Vinh Ngan, known professionally as Triad God, is a Chinese-Vietnamese English rapper based in London. His discography blends elements of cloud rap, ambient music and experimental hip hop often featuring Cantonese lyrics. He has frequently collaborated with producer Palmistry and Hippos in Tanks labelmate James Ferraro.

== Early life ==
Vinh Ngan was raised in Peckham, London, and is of Chinese and Vietnamese heritage. Ngan has cited Chinese love songs, rap music, and American rapper Tupac Shakur as influencing his music.

== Career ==
In 2012, Triad God gained a cult following with his debut mixtape NXB, which was initially self-released before receiving a proper rollout on the now-defunct label Hippos in Tanks. The album was described by Pitchfork's Nadine Smith as "a surreal blend of singing, rapping, and voiceover narration".

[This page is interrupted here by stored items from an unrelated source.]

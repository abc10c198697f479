//! Parse XML files and write them back through the serializer.

use std::{
    fs::File,
    io::{BufReader, BufWriter, Write, stdin, stdout},
    process::exit,
};

use anyhow::{Context, Result};
use clap::{Parser, ValueEnum};
use const_format::concatcp;
use domsave::{
    parser::{ParserOptions, parse_reader_with},
    save::{DefaultProfile, PredefinedEntities, SaveOptions, Serializer, TableProfile},
};
use log::{LevelFilter, debug, error};
use simplelog::{ColorChoice, Config, TermLogger, TerminalMode};

const ABOUT: &str = concatcp!(
    "Parse the XML files and serialize them again.\n",
    env!("CARGO_PKG_NAME"),
    " ",
    env!("CARGO_PKG_VERSION")
);

#[derive(Debug, Clone, Copy, PartialEq, Eq, ValueEnum)]
enum Predefined {
    Always,
    AsNeeded,
    Never,
}

impl From<Predefined> for PredefinedEntities {
    fn from(value: Predefined) -> Self {
        match value {
            Predefined::Always => PredefinedEntities::Always,
            Predefined::AsNeeded => PredefinedEntities::AsNeeded,
            Predefined::Never => PredefinedEntities::Never,
        }
    }
}

#[derive(Debug, Clone, Copy, PartialEq, Eq, ValueEnum)]
enum Profile {
    /// every element is a block
    Default,
    /// XHTML block, break and preserved elements
    Xhtml,
    /// no element is a block
    None,
}

#[derive(Debug, Clone, Copy, PartialEq, Eq, ValueEnum)]
enum Newline {
    Lf,
    Crlf,
    Cr,
}

impl Newline {
    fn separator(self) -> &'static str {
        match self {
            Newline::Lf => "\n",
            Newline::Crlf => "\r\n",
            Newline::Cr => "\r",
        }
    }
}

#[derive(clap::Parser, Debug)]
#[command(version, name = "domsave", about = ABOUT, arg_required_else_help = true)]
struct CmdArgs {
    /// input files, `-` means the standard input
    #[clap(required = true)]
    xml_files: Vec<String>,
    /// pretty-print the output
    #[arg(long)]
    format: bool,
    /// the text written per indentation level
    #[arg(long, value_name = "str", default_value = "\t")]
    indent: String,
    /// output in the given encoding
    #[arg(long, value_name = "label", default_value = "UTF-8")]
    encoding: String,
    /// save to a given file
    #[arg(short, long, value_name = "file")]
    output: Option<String>,
    /// write a byte order mark
    #[arg(long)]
    bom: bool,
    /// do not write the XML declaration
    #[arg(long)]
    noprolog: bool,
    /// do not add missing namespace declarations
    #[arg(long)]
    nonsensure: bool,
    /// declare missing namespaces where they are used instead of on the document element
    #[arg(long)]
    nsinplace: bool,
    /// when to use the predefined entities
    #[arg(long, value_enum, default_value_t = Predefined::AsNeeded)]
    predefined: Predefined,
    /// do not use the entities declared by the document type
    #[arg(long)]
    noent_defined: bool,
    /// escape control characters
    #[arg(long)]
    encode_control: bool,
    /// escape non-ASCII characters
    #[arg(long)]
    encode_non_ascii: bool,
    /// escape private use characters
    #[arg(long)]
    encode_private_use: bool,
    /// element classification used by `--format`
    #[arg(long, value_enum, default_value_t = Profile::Default)]
    profile: Profile,
    /// line separator
    #[arg(long, value_enum)]
    newline: Option<Newline>,
    /// do not end the output with a line separator
    #[arg(long)]
    noendnewline: bool,
    /// more output, repeat for more
    #[arg(short, long, action = clap::ArgAction::Count)]
    verbose: u8,
}

impl CmdArgs {
    fn save_options(&self) -> Result<SaveOptions> {
        let mut options = SaveOptions::default()
            .with_format_output(self.format)
            .with_indent(self.indent.clone())
            .with_bom(self.bom)
            .with_prolog(!self.noprolog)
            .with_namespace_declarations_ensured(!self.nonsensure)
            .with_document_element_declarations(!self.nsinplace)
            .with_predefined_entities(self.predefined.into())
            .with_defined_entities(!self.noent_defined)
            .with_encode_control(self.encode_control)
            .with_encode_non_ascii(self.encode_non_ascii)
            .with_encode_private_use(self.encode_private_use)
            .with_format_end_newline(!self.noendnewline)
            .with_encoding(self.encoding.clone())
            .context("invalid --encoding")?;
        if let Some(newline) = self.newline {
            options = options.with_line_separator(newline.separator());
        }
        Ok(options)
    }

    fn serializer(&self) -> Result<Serializer> {
        let options = self.save_options()?;
        Ok(match self.profile {
            Profile::Default => Serializer::new(options, DefaultProfile),
            Profile::Xhtml => Serializer::new(options, TableProfile::xhtml()),
            Profile::None => Serializer::new(options, TableProfile::new()),
        })
    }
}

fn init_logging(verbose: u8) {
    let level = match verbose {
        0 => LevelFilter::Warn,
        1 => LevelFilter::Info,
        2 => LevelFilter::Debug,
        _ => LevelFilter::Trace,
    };
    if let Err(e) = TermLogger::init(
        level,
        Config::default(),
        TerminalMode::Stderr,
        ColorChoice::Auto,
    ) {
        eprintln!("Failed to initialize logging: {e}");
    }
}

fn save_file(
    path: &str,
    parser_options: &ParserOptions,
    serializer: &Serializer,
    out: &mut dyn Write,
) -> Result<()> {
    let doc = if path == "-" {
        parse_reader_with(stdin().lock(), parser_options)
    } else {
        let file = File::open(path).with_context(|| format!("failed to open {path}"))?;
        parse_reader_with(BufReader::new(file), parser_options)
    }
    .with_context(|| format!("failed to parse {path}"))?;
    debug!("{path} parsed");

    serializer
        .serialize(&doc, &mut *out)
        .with_context(|| format!("failed to serialize {path}"))
}

fn run(args: &CmdArgs) -> Result<()> {
    let serializer = args.serializer()?;
    let parser_options = ParserOptions::default();
    let mut out: Box<dyn Write> = match args.output.as_deref() {
        Some(path) => Box::new(BufWriter::new(
            File::create(path).with_context(|| format!("failed to create {path}"))?,
        )),
        None => Box::new(stdout().lock()),
    };
    for path in &args.xml_files {
        save_file(path, &parser_options, &serializer, &mut *out)?;
    }
    out.flush().context("failed to flush the output")
}

fn main() {
    let args = CmdArgs::parse();
    init_logging(args.verbose);
    if let Err(err) = run(&args) {
        error!("{err:#}");
        exit(1);
    }
}

#[cfg(test)]
mod tests {
    use super::*;
    use clap::CommandFactory;

    #[test]
    fn command_definition() {
        CmdArgs::command().debug_assert();
    }

    #[test]
    fn options_from_arguments() {
        let args = CmdArgs::parse_from([
            "domsave",
            "--format",
            "--predefined",
            "never",
            "--newline",
            "crlf",
            "--encoding",
            "ISO-8859-1",
            "a.xml",
        ]);
        let options = args.save_options().unwrap();
        assert!(options.format_output());
        assert_eq!(options.use_predefined_entities(), PredefinedEntities::Never);
        assert_eq!(options.line_separator(), "\r\n");
        assert_eq!(options.encoding_label(), "ISO-8859-1");
        assert!(options.ensure_namespace_declarations());
    }
}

Triad God has been described as "cloaked in mystery with close to no in-depth interviews and only a few video appearances. He has frequently collaborated with producer Palmistry and Hippos in Tanks labelmate James Ferraro. After the release of NXB, he was "hardly seen or heard", until the release of his second album Triad in 2019 on Lorenzo Senni's record label Presto!?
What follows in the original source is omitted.